Data provided —
——

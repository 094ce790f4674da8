//! HTTP 客户端 - 基础设施层
//!
//! 持有唯一的 reqwest::Client，只暴露"带鉴权发 JSON 请求"的能力

use crate::config::Config;
use crate::error::{ApiError, AppError, AppResult};
use reqwest::{RequestBuilder, StatusCode};
use serde::de::DeserializeOwned;
use serde::{Deserialize, Serialize};
use std::time::Duration;
use tracing::debug;

/// 鉴权 API 客户端
///
/// 职责：
/// - 持有唯一的 Client 资源
/// - 给每个请求附加 `Authorization: Bearer <token>`
/// - 把非 2xx 响应映射为 [`ApiError`]
/// - 不认识 Quiz / Question
#[derive(Clone)]
pub struct ApiClient {
    client: reqwest::Client,
    base_url: String,
    token: Option<String>,
}

/// 错误响应体中的提示字段
#[derive(Debug, Deserialize)]
struct ErrorBody {
    message: Option<String>,
    error: Option<String>,
}

impl ApiClient {
    /// 根据配置创建客户端
    pub fn new(config: &Config) -> AppResult<Self> {
        Self::with_settings(
            &config.api_base_url,
            config.auth_token.clone(),
            Duration::from_secs(config.request_timeout_secs),
        )
    }

    pub fn with_settings(
        base_url: &str,
        token: Option<String>,
        timeout: Duration,
    ) -> AppResult<Self> {
        let client = reqwest::Client::builder()
            .timeout(timeout)
            .build()
            .map_err(|e| AppError::api_request_failed(base_url, e))?;

        Ok(Self {
            client,
            base_url: base_url.trim_end_matches('/').to_string(),
            token: token.filter(|t| !t.is_empty()),
        })
    }

    pub fn base_url(&self) -> &str {
        &self.base_url
    }

    /// GET 并反序列化响应
    pub async fn get_json<T: DeserializeOwned>(&self, path: &str) -> AppResult<T> {
        let request = self.client.get(self.url(path));
        self.send(path, request).await
    }

    /// POST JSON 并反序列化响应
    pub async fn post_json<B, T>(&self, path: &str, body: &B) -> AppResult<T>
    where
        B: Serialize + ?Sized,
        T: DeserializeOwned,
    {
        let request = self.client.post(self.url(path)).json(body);
        self.send(path, request).await
    }

    fn url(&self, path: &str) -> String {
        format!("{}/{}", self.base_url, path.trim_start_matches('/'))
    }

    async fn send<T: DeserializeOwned>(&self, path: &str, request: RequestBuilder) -> AppResult<T> {
        let request = match &self.token {
            Some(token) => request.bearer_auth(token),
            None => request,
        };

        let response = request
            .send()
            .await
            .map_err(|e| AppError::api_request_failed(path, e))?;

        let status = response.status();
        let body = response
            .text()
            .await
            .map_err(|e| AppError::api_request_failed(path, e))?;

        debug!("{} {} → {}", status.as_u16(), path, body);

        if status.is_success() {
            return Ok(serde_json::from_str(&body)?);
        }

        Err(map_error_status(path, status, &body).into())
    }
}

fn map_error_status(path: &str, status: StatusCode, body: &str) -> ApiError {
    let endpoint = path.to_string();
    match status {
        StatusCode::UNAUTHORIZED | StatusCode::FORBIDDEN => ApiError::Unauthorized { endpoint },
        StatusCode::NOT_FOUND => ApiError::NotFound { endpoint },
        _ => {
            let message = serde_json::from_str::<ErrorBody>(body)
                .ok()
                .and_then(|b| b.message.or(b.error));
            ApiError::BadResponse {
                endpoint,
                status: status.as_u16(),
                message,
            }
        }
    }
}
//! 测验后端接口
//!
//! 会话核心只依赖这组抽象的异步操作，具体传输由外层提供。

use crate::error::AppResult;
use crate::models::{
    AnswerSnapshot, ClassroomQuiz, LeaderboardEntry, Question, Quiz, QuizResult, SubmissionAck,
};
use futures::future::BoxFuture;

pub trait QuizApi: Send + Sync {
    /// 测验元数据（时长、是否激活、开放时间）
    fn fetch_quiz<'a>(&'a self, quiz_id: &'a str) -> BoxFuture<'a, AppResult<Quiz>>;

    /// 测验的有序题目列表
    fn fetch_questions<'a>(&'a self, quiz_id: &'a str) -> BoxFuture<'a, AppResult<Vec<Question>>>;

    /// 提交答题快照
    fn submit_answers<'a>(
        &'a self,
        quiz_id: &'a str,
        answers: &'a AnswerSnapshot,
    ) -> BoxFuture<'a, AppResult<SubmissionAck>>;

    /// 之前提交的成绩；尚未提交时返回 NotFound
    fn fetch_results<'a>(&'a self, quiz_id: &'a str) -> BoxFuture<'a, AppResult<QuizResult>>;

    fn fetch_leaderboard<'a>(
        &'a self,
        quiz_id: &'a str,
    ) -> BoxFuture<'a, AppResult<Vec<LeaderboardEntry>>>;

    fn list_classroom_quizzes<'a>(
        &'a self,
        classroom_id: &'a str,
    ) -> BoxFuture<'a, AppResult<Vec<ClassroomQuiz>>>;
}
//! # Quiz Session
//!
//! 学生端限时测验作答客户端
//!
//! ## 架构设计
//!
//! 本系统采用分层架构：
//!
//! ### ① 基础设施层（Infrastructure）
//! - `infrastructure/` - 持有稀缺资源，只暴露能力
//! - `ApiClient` - 唯一的 HTTP client owner，负责鉴权和错误映射
//! - `TickScheduler` - 可重复挂载的单次节拍
//!
//! ### ② 接口层（Clients）
//! - `clients/` - `QuizApi` 抽象及其实现
//! - `QuizClient` - REST 后端
//! - `OfflineQuizApi` - 离线 TOML 测验
//!
//! ### ③ 会话层（Session）
//! - `session/` - 一次作答的纯状态机，不做 I/O
//! - 答题表、导航器、倒计时、提交协调器
//!
//! ### ④ 流程层（Workflow）
//! - `workflow/` - 加载测验 → 创建会话；提交请求 → 后端 → 结果回报
//!
//! ### ⑤ 编排层（Orchestration）
//! - `orchestrator/` - 应用生命周期和单线程事件循环
//!
//! ## 模块结构

pub mod clients;
pub mod config;
pub mod error;
pub mod infrastructure;

pub mod models;
pub mod orchestrator;
pub mod session;
pub mod utils;
pub mod workflow;

// 重新导出常用类型
pub use clients::{OfflineQuizApi, QuizApi, QuizClient};
pub use config::Config;
pub use error::{AppError, AppResult};
pub use models::{Question, Quiz};
pub use orchestrator::{App, RunOutcome, SessionCommand, SessionRunner};
pub use session::QuizSession;
pub use workflow::{AttemptCtx, AttemptFlow};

——

Working from the records above, find how many lines contain the string "AppError" and answer with the bare number.

5